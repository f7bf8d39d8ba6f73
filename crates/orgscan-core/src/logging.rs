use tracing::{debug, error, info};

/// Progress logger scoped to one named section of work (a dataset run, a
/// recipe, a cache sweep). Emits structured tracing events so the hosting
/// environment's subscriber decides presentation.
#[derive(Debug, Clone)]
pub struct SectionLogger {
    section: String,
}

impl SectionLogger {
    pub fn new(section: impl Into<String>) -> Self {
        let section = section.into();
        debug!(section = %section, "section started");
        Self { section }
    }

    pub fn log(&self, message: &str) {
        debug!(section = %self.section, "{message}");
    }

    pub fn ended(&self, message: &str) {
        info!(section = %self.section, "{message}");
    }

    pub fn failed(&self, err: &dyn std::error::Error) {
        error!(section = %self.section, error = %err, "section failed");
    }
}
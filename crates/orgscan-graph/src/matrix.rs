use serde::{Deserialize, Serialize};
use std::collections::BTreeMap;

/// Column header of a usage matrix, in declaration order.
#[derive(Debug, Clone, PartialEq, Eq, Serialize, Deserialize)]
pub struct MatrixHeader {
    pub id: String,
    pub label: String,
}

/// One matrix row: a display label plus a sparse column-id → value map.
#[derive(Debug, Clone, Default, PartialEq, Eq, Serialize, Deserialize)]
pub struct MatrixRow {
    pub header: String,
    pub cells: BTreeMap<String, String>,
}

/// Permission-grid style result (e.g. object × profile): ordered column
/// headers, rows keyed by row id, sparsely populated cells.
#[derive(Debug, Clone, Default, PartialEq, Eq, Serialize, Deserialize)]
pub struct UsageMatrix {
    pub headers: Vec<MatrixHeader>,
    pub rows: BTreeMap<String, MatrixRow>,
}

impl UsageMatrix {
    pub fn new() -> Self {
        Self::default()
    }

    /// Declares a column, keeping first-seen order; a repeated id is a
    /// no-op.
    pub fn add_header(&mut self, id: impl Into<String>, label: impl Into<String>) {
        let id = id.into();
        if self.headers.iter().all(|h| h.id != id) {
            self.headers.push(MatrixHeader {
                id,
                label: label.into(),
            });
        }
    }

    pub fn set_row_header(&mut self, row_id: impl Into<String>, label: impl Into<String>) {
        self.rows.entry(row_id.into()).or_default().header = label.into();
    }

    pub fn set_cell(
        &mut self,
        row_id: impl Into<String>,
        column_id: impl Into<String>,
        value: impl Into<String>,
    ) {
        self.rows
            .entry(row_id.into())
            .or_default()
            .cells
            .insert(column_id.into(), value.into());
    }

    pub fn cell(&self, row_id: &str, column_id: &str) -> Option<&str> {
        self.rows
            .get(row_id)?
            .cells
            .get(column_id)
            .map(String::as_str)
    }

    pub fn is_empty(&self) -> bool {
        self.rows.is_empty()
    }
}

--

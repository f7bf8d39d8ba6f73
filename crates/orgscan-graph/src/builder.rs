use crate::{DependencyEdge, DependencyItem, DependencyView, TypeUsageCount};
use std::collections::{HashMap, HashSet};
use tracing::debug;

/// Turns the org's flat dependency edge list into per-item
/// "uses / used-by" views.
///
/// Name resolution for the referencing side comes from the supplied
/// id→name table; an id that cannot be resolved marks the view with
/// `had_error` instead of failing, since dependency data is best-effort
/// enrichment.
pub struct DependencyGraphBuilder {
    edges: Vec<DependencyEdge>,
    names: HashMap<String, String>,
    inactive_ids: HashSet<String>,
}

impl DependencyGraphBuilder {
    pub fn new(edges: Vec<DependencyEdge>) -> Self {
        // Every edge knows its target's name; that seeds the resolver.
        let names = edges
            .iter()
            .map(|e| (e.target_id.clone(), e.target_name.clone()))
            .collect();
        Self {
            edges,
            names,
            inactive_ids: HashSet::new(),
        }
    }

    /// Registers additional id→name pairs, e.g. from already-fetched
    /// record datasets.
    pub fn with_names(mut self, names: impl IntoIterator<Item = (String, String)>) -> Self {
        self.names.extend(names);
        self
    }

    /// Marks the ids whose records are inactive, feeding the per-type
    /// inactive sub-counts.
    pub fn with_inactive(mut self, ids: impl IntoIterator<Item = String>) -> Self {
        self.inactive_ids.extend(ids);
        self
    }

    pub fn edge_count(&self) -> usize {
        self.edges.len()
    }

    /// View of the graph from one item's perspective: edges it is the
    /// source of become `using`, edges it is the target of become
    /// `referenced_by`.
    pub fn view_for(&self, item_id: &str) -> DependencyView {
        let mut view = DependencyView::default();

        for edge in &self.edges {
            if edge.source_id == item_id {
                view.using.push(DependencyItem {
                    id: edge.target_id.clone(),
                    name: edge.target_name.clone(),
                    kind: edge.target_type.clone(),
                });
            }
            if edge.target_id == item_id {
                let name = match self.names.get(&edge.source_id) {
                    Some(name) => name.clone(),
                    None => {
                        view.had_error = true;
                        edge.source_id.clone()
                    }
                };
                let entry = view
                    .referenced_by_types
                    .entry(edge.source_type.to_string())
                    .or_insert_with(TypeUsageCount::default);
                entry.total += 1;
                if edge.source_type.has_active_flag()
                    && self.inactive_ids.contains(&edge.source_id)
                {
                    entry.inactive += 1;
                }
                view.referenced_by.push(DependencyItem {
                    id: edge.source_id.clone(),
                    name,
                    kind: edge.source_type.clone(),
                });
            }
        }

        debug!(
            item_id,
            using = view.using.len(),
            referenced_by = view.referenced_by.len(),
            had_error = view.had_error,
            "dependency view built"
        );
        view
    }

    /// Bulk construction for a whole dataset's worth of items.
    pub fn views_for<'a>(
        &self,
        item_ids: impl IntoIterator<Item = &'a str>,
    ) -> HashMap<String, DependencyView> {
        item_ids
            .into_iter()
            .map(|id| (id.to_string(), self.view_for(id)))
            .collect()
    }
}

**Exercise requirements:** If a line of the entries contains "HashMap", it counts; say how many such lines there are and give only the number.

**Answer to this task:** 3